Clouds, the Bane of Astronomy in the Pacific Northwest

Published at 16:56 on 20 May 2012

Mind you, in general I’m happy to live in a place where I don’t feel continually under assault by overly-strong sunlight which is threatening to burn my skin, but whenever something in the skies grabs my interest, sometimes I end up wishing I lived someplace that wasn’t so continually cloudy.

And so it is today, when the eclipse is happening above a thick layer of overcast which has about zero chance of clearing. And the normal trick of going to the eastern side of the Cascades is of no help today; today’s storm is one of those strong enough to make it across the mountains.

Sigh.

Avoid the Motorola SBG901

Published at 15:16 on 20 May 2012

If you’re in the market for a DOCSIS 2.0 cable modem, I suggest you avoid the Motorola SBG901. Based on my experience, they’re pieces of unreliable junk.

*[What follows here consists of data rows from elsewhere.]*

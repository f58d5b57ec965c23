//! P2WPKH spend construction: coin selection, fee estimation, signing.

use secp256k1::SecretKey;
use thiserror::Error;

use crate::{
    address::{self, AddressError},
    hashes::hash160,
    keys,
    network::Network,
    sighash,
    tx::{Transaction, TxIn, TxOut, Txid},
    DUST_LIMIT_SATS,
};

/// Inputs sign with this sequence: final enough to confirm, below `0xFFFFFFFE`
/// so locktime stays enforceable.
const SPEND_SEQUENCE: u32 = 0xffff_fffd;

/// Weight of one P2WPKH witness (`[sig||hashtype, pubkey]`), assuming a
/// 72-byte DER signature.
const P2WPKH_WITNESS_BYTES: usize = 108;

#[derive(Clone, Debug, Eq, PartialEq, Error)]
pub enum BuildError {
    #[error("send amount {0} sats is below the dust limit")]
    BelowDust(u64),
    #[error("insufficient funds: {available} sats available, {required} sats required")]
    InsufficientFunds { available: u64, required: u64 },
    #[error("fee rate must be a positive finite number")]
    InvalidFeeRate,
    #[error(transparent)]
    Address(#[from] AddressError),
}

/// A confirmed P2WPKH output this wallet can spend, paired with the derived
/// key that owns it.
#[derive(Clone)]
pub struct SpendableUtxo {
    pub txid: Txid,
    pub vout: u32,
    pub value: u64,
    pub secret: SecretKey,
}

/// A fully signed spend, ready to broadcast.
#[derive(Debug)]
pub struct SignedSpend {
    pub tx: Transaction,
    pub fee_sats: u64,
    pub vbytes: u64,
    pub change_sats: u64,
}

/// Select UTXOs greedily (largest first) to cover `amount_sats` plus the fee
/// at `fee_rate_sat_vb`, pay any change of at least the dust limit to
/// `change_address`, and sign every input per BIP143.
pub fn build_spend(
    network: Network,
    recipient: &str,
    amount_sats: u64,
    fee_rate_sat_vb: f64,
    utxos: &[SpendableUtxo],
    change_address: &str,
) -> Result<SignedSpend, BuildError> {
    if amount_sats < DUST_LIMIT_SATS {
        return Err(BuildError::BelowDust(amount_sats));
    }
    if !fee_rate_sat_vb.is_finite() || fee_rate_sat_vb <= 0.0 {
        return Err(BuildError::InvalidFeeRate);
    }

    let recipient_spk = address::script_pubkey(recipient, network)?;
    let change_spk = address::script_pubkey(change_address, network)?;

    let available: u64 = utxos.iter().map(|u| u.value).sum();

    // Largest-first selection keeps the input count (and the fee) small.
    let mut sorted: Vec<&SpendableUtxo> = utxos.iter().collect();
    sorted.sort_by(|a, b| b.value.cmp(&a.value));

    let mut selected: Vec<&SpendableUtxo> = Vec::new();
    let mut value_in = 0_u64;
    let mut fee_with_change = 0_u64;
    let mut covered = false;
    for utxo in sorted {
        selected.push(utxo);
        value_in += utxo.value;

        let vbytes =
            estimate_vbytes(selected.len(), &[&recipient_spk, &change_spk]);
        fee_with_change = fee_for(fee_rate_sat_vb, vbytes);

        if value_in >= amount_sats.saturating_add(fee_with_change) {
            covered = true;
            break;
        }
    }

    if !covered {
        return Err(BuildError::InsufficientFunds {
            available,
            required: amount_sats.saturating_add(fee_with_change),
        });
    }

    // Sub-dust change is not worth an output; fold it into the fee.
    let change_sats = value_in - amount_sats - fee_with_change;
    let (outputs, fee_sats, change_sats) = if change_sats >= DUST_LIMIT_SATS {
        let outputs = vec![
            TxOut {
                value: amount_sats,
                script_pubkey: recipient_spk,
            },
            TxOut {
                value: change_sats,
                script_pubkey: change_spk,
            },
        ];
        (outputs, fee_with_change, change_sats)
    } else {
        let outputs = vec![TxOut {
            value: amount_sats,
            script_pubkey: recipient_spk,
        }];
        (outputs, value_in - amount_sats, 0)
    };

    let mut tx = Transaction {
        version: 2,
        inputs: selected
            .iter()
            .map(|utxo| TxIn {
                prev_txid: utxo.txid,
                vout: utxo.vout,
                script_sig: Vec::new(),
                sequence: SPEND_SEQUENCE,
                witness: Vec::new(),
            })
            .collect(),
        outputs,
        locktime: 0,
    };

    // BIP143 commits to fields only, never to witness data, so signing
    // inputs one at a time is order-independent.
    for (index, utxo) in selected.iter().enumerate() {
        let public = keys::public_key(&utxo.secret);
        let compressed = keys::compressed(&public);
        let pubkey_hash = hash160(&compressed);

        let digest = sighash::p2wpkh_sighash_all(&tx, index, &pubkey_hash, utxo.value);
        let mut signature = keys::sign_ecdsa(&utxo.secret, digest);
        signature.push(sighash::SIGHASH_ALL as u8);

        tx.inputs[index].witness = vec![signature, compressed.to_vec()];
    }

    let vbytes = tx.vsize();
    Ok(SignedSpend {
        tx,
        fee_sats,
        vbytes,
        change_sats,
    })
}

/// Estimated virtual size of a spend with `n_inputs` P2WPKH inputs and the
/// given output scripts, using BIP141 weight/4 math and 72-byte signatures.
fn estimate_vbytes(n_inputs: usize, output_spks: &[&Vec<u8>]) -> u64 {
    // version + input count + inputs + output count + outputs + locktime.
    let base = 4
        + varint_len(n_inputs as u64)
        + n_inputs * (32 + 4 + 1 + 4)
        + varint_len(output_spks.len() as u64)
        + output_spks
            .iter()
            .map(|spk| 8 + varint_len(spk.len() as u64) + spk.len())
            .sum::<usize>()
        + 4;
    // marker + flag + one witness stack per input.
    let witness = 2 + n_inputs * P2WPKH_WITNESS_BYTES;

    let weight = base * 4 + witness;
    (weight as u64 + 3) / 4
}

fn fee_for(fee_rate_sat_vb: f64, vbytes: u64) -> u64 {
    (fee_rate_sat_vb * vbytes as f64).ceil() as u64
}

fn varint_len(value: u64) -> usize {
    match value {
        0..=0xfc => 1,
        0xfd..=0xffff => 3,
        0x1_0000..=0xffff_ffff => 5,
        _ => 9,
    }
}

I’ve now tried two, and they both exhibit the same symptom of continually rebooting themselves (causing a lost connection) every few minutes. The modem I’m presently renting from my broadband provider, the Ambit U10C018, almost never does this, so it’s not an issue of my signal from the cable company being weak or unreliable.

Given that two completely different samples have behaved in the same way, I would also have to say that the odds of this being two random defects are pretty low. It appears to be a design defect of this product. A Google search on “motorola sbg901 keeps rebooting” comes up with more than a few matches of others who have run into my problem, which provides further  evidence of a design defect.

It’s a pity, as the Motorola product has the desirable feature of combining a wireless access point with a cable modem in one box.